§ Data for processing
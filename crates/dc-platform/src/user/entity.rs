//! User Entity
//!
//! Customers, decorators and admins share one collection. The role field is
//! absent for customers. Some keys keep the spelling of existing documents
//! (`work_Status`, `last_loggedIn`, `created_at`).

use bson::oid::ObjectId;
use bson::serde_helpers::chrono_datetime_as_bson_datetime_optional;
use bson::Bson;
use chrono::{DateTime, Utc};
use serde::{Deserialize, Deserializer, Serialize};
use utoipa::ToSchema;

/// Role stored on the user document
#[derive(Debug, Clone, Copy, PartialEq, Eq, Serialize, Deserialize, ToSchema)]
#[serde(rename_all = "lowercase")]
pub enum UserRole {
    Customer,
    Decorator,
    Admin,
}

impl UserRole {
    pub fn as_str(&self) -> &'static str {
        match self {
            Self::Customer => "customer",
            Self::Decorator => "decorator",
            Self::Admin => "admin",
        }
    }

    /// Parse a stored or requested role; unknown values yield `None`
    pub fn parse(value: &str) -> Option<Self> {
        match value.trim().to_lowercase().as_str() {
            "customer" => Some(Self::Customer),
            "decorator" => Some(Self::Decorator),
            "admin" => Some(Self::Admin),
            _ => None,
        }
    }
}

/// Decorator workload flag
#[derive(Debug, Clone, Copy, PartialEq, Eq, Serialize, Deserialize, ToSchema)]
#[serde(rename_all = "lowercase")]
pub enum WorkStatus {
    Available,
    Busy,
}

impl WorkStatus {
    pub fn as_str(&self) -> &'static str {
        match self {
            Self::Available => "available",
            Self::Busy => "busy",
        }
    }

    pub fn parse(value: &str) -> Option<Self> {
        match value.trim().to_lowercase().as_str() {
            "available" => Some(Self::Available),
            "busy" => Some(Self::Busy),
            _ => None,
        }
    }
}

/// Unrecognised or non-string values read as no status
fn lenient_work_status<'de, D>(deserializer: D) -> Result<Option<WorkStatus>, D::Error>
where
    D: Deserializer<'de>,
{
    Ok(match Option::<Bson>::deserialize(deserializer)? {
        Some(Bson::String(value)) => WorkStatus::parse(&value),
        _ => None,
    })
}

/// Recorded working day. Older documents hold a date or timestamp string,
/// newer writers may store a BSON date.
#[derive(Debug, Clone, PartialEq, Serialize)]
#[serde(untagged)]
pub enum WorkingDate {
    Text(String),
    Timestamp(bson::DateTime),
}

impl WorkingDate {
    pub fn is_blank(&self) -> bool {
        matches!(self, Self::Text(text) if text.trim().is_empty())
    }

    /// Text as stored, or the timestamp in RFC 3339
    pub fn to_text(&self) -> String {
        match self {
            Self::Text(text) => text.clone(),
            Self::Timestamp(at) => at.to_chrono().to_rfc3339(),
        }
    }
}

impl From<&str> for WorkingDate {
    fn from(value: &str) -> Self {
        Self::Text(value.to_string())
    }
}

impl From<DateTime<Utc>> for WorkingDate {
    fn from(value: DateTime<Utc>) -> Self {
        Self::Timestamp(bson::DateTime::from_chrono(value))
    }
}

/// Values of any other BSON type read as no working day
fn lenient_working_date<'de, D>(deserializer: D) -> Result<Option<WorkingDate>, D::Error>
where
    D: Deserializer<'de>,
{
    Ok(match Option::<Bson>::deserialize(deserializer)? {
        Some(Bson::String(text)) => Some(WorkingDate::Text(text)),
        Some(Bson::DateTime(at)) => Some(WorkingDate::Timestamp(at)),
        _ => None,
    })
}

/// Contact and service-area fields copied from an approved promotion request
#[derive(Debug, Clone, PartialEq, Eq)]
pub struct ContactDetails {
    pub phone: String,
    pub division: String,
    pub district: String,
}

#[derive(Debug, Clone, Serialize, Deserialize)]
#[serde(rename_all = "camelCase")]
pub struct User {
    #[serde(rename = "_id", skip_serializing_if = "Option::is_none")]
    pub id: Option<ObjectId>,

    pub email: String,

    #[serde(default, skip_serializing_if = "Option::is_none")]
    pub name: Option<String>,

    #[serde(default, skip_serializing_if = "Option::is_none")]
    pub image: Option<String>,

    #[serde(default, skip_serializing_if = "Option::is_none")]
    pub role: Option<String>,

    #[serde(
        rename = "work_Status",
        default,
        skip_serializing_if = "Option::is_none",
        deserialize_with = "lenient_work_status"
    )]
    pub work_status: Option<WorkStatus>,

    #[serde(default, skip_serializing_if = "Option::is_none")]
    pub division: Option<String>,

    #[serde(default, skip_serializing_if = "Option::is_none")]
    pub district: Option<String>,

    #[serde(default, skip_serializing_if = "Option::is_none")]
    pub phone: Option<String>,

    #[serde(
        rename = "working_date",
        default,
        skip_serializing_if = "Option::is_none",
        deserialize_with = "lenient_working_date"
    )]
    pub working_date: Option<WorkingDate>,

    #[serde(rename = "start_time", default, skip_serializing_if = "Option::is_none")]
    pub start_time: Option<String>,

    #[serde(rename = "end_time", default, skip_serializing_if = "Option::is_none")]
    pub end_time: Option<String>,

    /// RFC 3339 timestamp of the last login upsert
    #[serde(rename = "last_loggedIn", default, skip_serializing_if = "Option::is_none")]
    pub last_logged_in: Option<String>,

    #[serde(
        rename = "created_at",
        default,
        skip_serializing_if = "Option::is_none",
        with = "chrono_datetime_as_bson_datetime_optional"
    )]
    pub created_at: Option<DateTime<Utc>>,

    #[serde(default, skip_serializing_if = "Option::is_none", with = "chrono_datetime_as_bson_datetime_optional")]
    pub updated_at: Option<DateTime<Utc>>,
}

impl User {
    pub fn new(email: impl Into<String>) -> Self {
        Self {
            id: None,
            email: email.into(),
            name: None,
            image: None,
            role: None,
            work_status: None,
            division: None,
            district: None,
            phone: None,
            working_date: None,
            start_time: None,
            end_time: None,
            last_logged_in: None,
            created_at: Some(Utc::now()),
            updated_at: None,
        }
    }

    pub fn with_name(mut self, name: impl Into<String>) -> Self {
        self.name = Some(name.into());
        self
    }

    pub fn with_role(mut self, role: UserRole) -> Self {
        self.role = match role {
            UserRole::Customer => None,
            other => Some(other.as_str().to_string()),
        };
        if role == UserRole::Decorator && self.work_status.is_none() {
            self.work_status = Some(WorkStatus::Available);
        }
        self
    }

    /// Known role, customers included; `None` for unrecognised stored values
    pub fn role(&self) -> Option<UserRole> {
        match &self.role {
            None => Some(UserRole::Customer),
            Some(value) => UserRole::parse(value),
        }
    }

    pub fn is_admin(&self) -> bool {
        self.role() == Some(UserRole::Admin)
    }

    pub fn is_decorator(&self) -> bool {
        self.role() == Some(UserRole::Decorator)
    }

    pub fn id_hex(&self) -> String {
        self.id.map(|id| id.to_hex()).unwrap_or_default()
    }
}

§ What you need to do
Copy out the records shown above, every one, exactly.

§ Solution for this task
filename crates/dc-platform/src/user/entity.rs
//! User Entity
//!
//! Customers, decorators and admins share one collection. The role field is
//! absent for customers. Some keys keep the spelling of existing documents
//! (`work_Status`, `last_loggedIn`, `created_at`).

use bson::oid::ObjectId;
use bson::serde_helpers::chrono_datetime_as_bson_datetime_optional;
use bson::Bson;
use chrono::{DateTime, Utc};
use serde::{Deserialize, Deserializer, Serialize};
use utoipa::ToSchema;

/// Role stored on the user document
#[derive(Debug, Clone, Copy, PartialEq, Eq, Serialize, Deserialize, ToSchema)]
#[serde(rename_all = "lowercase")]
pub enum UserRole {
    Customer,
    Decorator,
    Admin,
}

impl UserRole {
    pub fn as_str(&self) -> &'static str {
        match self {
            Self::Customer => "customer",
            Self::Decorator => "decorator",
            Self::Admin => "admin",
        }
    }

    /// Parse a stored or requested role; unknown values yield `None`
    pub fn parse(value: &str) -> Option<Self> {
        match value.trim().to_lowercase().as_str() {
            "customer" => Some(Self::Customer),
            "decorator" => Some(Self::Decorator),
            "admin" => Some(Self::Admin),
            _ => None,
        }
    }
}

/// Decorator workload flag
#[derive(Debug, Clone, Copy, PartialEq, Eq, Serialize, Deserialize, ToSchema)]
#[serde(rename_all = "lowercase")]
pub enum WorkStatus {
    Available,
    Busy,
}

impl WorkStatus {
    pub fn as_str(&self) -> &'static str {
        match self {
            Self::Available => "available",
            Self::Busy => "busy",
        }
    }

    pub fn parse(value: &str) -> Option<Self> {
        match value.trim().to_lowercase().as_str() {
            "available" => Some(Self::Available),
            "busy" => Some(Self::Busy),
            _ => None,
        }
    }
}

/// Unrecognised or non-string values read as no status
fn lenient_work_status<'de, D>(deserializer: D) -> Result<Option<WorkStatus>, D::Error>
where
    D: Deserializer<'de>,
{
    Ok(match Option::<Bson>::deserialize(deserializer)? {
        Some(Bson::String(value)) => WorkStatus::parse(&value),
        _ => None,
    })
}

/// Recorded working day. Older documents hold a date or timestamp string,
/// newer writers may store a BSON date.
#[derive(Debug, Clone, PartialEq, Serialize)]
#[serde(untagged)]
pub enum WorkingDate {
    Text(String),
    Timestamp(bson::DateTime),
}

impl WorkingDate {
    pub fn is_blank(&self) -> bool {
        matches!(self, Self::Text(text) if text.trim().is_empty())
    }

    /// Text as stored, or the timestamp in RFC 3339
    pub fn to_text(&self) -> String {
        match self {
            Self::Text(text) => text.clone(),
            Self::Timestamp(at) => at.to_chrono().to_rfc3339(),
        }
    }
}

impl From<&str> for WorkingDate {
    fn from(value: &str) -> Self {
        Self::Text(value.to_string())
    }
}

impl From<DateTime<Utc>> for WorkingDate {
    fn from(value: DateTime<Utc>) -> Self {
        Self::Timestamp(bson::DateTime::from_chrono(value))
    }
}

/// Values of any other BSON type read as no working day
fn lenient_working_date<'de, D>(deserializer: D) -> Result<Option<WorkingDate>, D::Error>
where
    D: Deserializer<'de>,
{
    Ok(match Option::<Bson>::deserialize(deserializer)? {
        Some(Bson::String(text)) => Some(WorkingDate::Text(text)),
        Some(Bson::DateTime(at)) => Some(WorkingDate::Timestamp(at)),
        _ => None,
    })
}

/// Contact and service-area fields copied from an approved promotion request
#[derive(Debug, Clone, PartialEq, Eq)]
pub struct ContactDetails {
    pub phone: String,
    pub division: String,
    pub district: String,
}

#[derive(Debug, Clone, Serialize, Deserialize)]
#[serde(rename_all = "camelCase")]
pub struct User {
    #[serde(rename = "_id", skip_serializing_if = "Option::is_none")]
    pub id: Option<ObjectId>,

    pub email: String,

    #[serde(default, skip_serializing_if = "Option::is_none")]
    pub name: Option<String>,

    #[serde(default, skip_serializing_if = "Option::is_none")]
    pub image: Option<String>,

    #[serde(default, skip_serializing_if = "Option::is_none")]
    pub role: Option<String>,

    #[serde(
        rename = "work_Status",
        default,
        skip_serializing_if = "Option::is_none",
        deserialize_with = "lenient_work_status"
    )]
    pub work_status: Option<WorkStatus>,

    #[serde(default, skip_serializing_if = "Option::is_none")]
    pub division: Option<String>,

    #[serde(default, skip_serializing_if = "Option::is_none")]
    pub district: Option<String>,

    #[serde(default, skip_serializing_if = "Option::is_none")]
    pub phone: Option<String>,

    #[serde(
        rename = "working_date",
        default,
        skip_serializing_if = "Option::is_none",
        deserialize_with = "lenient_working_date"
    )]
    pub working_date: Option<WorkingDate>,

    #[serde(rename = "start_time", default, skip_serializing_if = "Option::is_none")]
    pub start_time: Option<String>,

    #[serde(rename = "end_time", default, skip_serializing_if = "Option::is_none")]
    pub end_time: Option<String>,

    /// RFC 3339 timestamp of the last login upsert
    #[serde(rename = "last_loggedIn", default, skip_serializing_if = "Option::is_none")]
    pub last_logged_in: Option<String>,

    #[serde(
        rename = "created_at",
        default,
        skip_serializing_if = "Option::is_none",
        with = "chrono_datetime_as_bson_datetime_optional"
    )]
    pub created_at: Option<DateTime<Utc>>,

    #[serde(default, skip_serializing_if = "Option::is_none", with = "chrono_datetime_as_bson_datetime_optional")]
    pub updated_at: Option<DateTime<Utc>>,
}

impl User {
    pub fn new(email: impl Into<String>) -> Self {
        Self {
            id: None,
            email: email.into(),
            name: None,
            image: None,
            role: None,
            work_status: None,
            division: None,
            district: None,
            phone: None,
            working_date: None,
            start_time: None,
            end_time: None,
            last_logged_in: None,
            created_at: Some(Utc::now()),
            updated_at: None,
        }
    }

    pub fn with_name(mut self, name: impl Into<String>) -> Self {
        self.name = Some(name.into());
        self
    }

    pub fn with_role(mut self, role: UserRole) -> Self {
        self.role = match role {
            UserRole::Customer => None,
            other => Some(other.as_str().to_string()),
        };
        if role == UserRole::Decorator && self.work_status.is_none() {
            self.work_status = Some(WorkStatus::Available);
        }
        self
    }

    /// Known role, customers included; `None` for unrecognised stored values
    pub fn role(&self) -> Option<UserRole> {
        match &self.role {
            None => Some(UserRole::Customer),
            Some(value) => UserRole::parse(value),
        }
    }

    pub fn is_admin(&self) -> bool {
        self.role() == Some(UserRole::Admin)
    }

    pub fn is_decorator(&self) -> bool {
        self.role() == Some(UserRole::Decorator)
    }

    pub fn id_hex(&self) -> String {
        self.id.map(|id| id.to_hex()).unwrap_or_default()
    }
}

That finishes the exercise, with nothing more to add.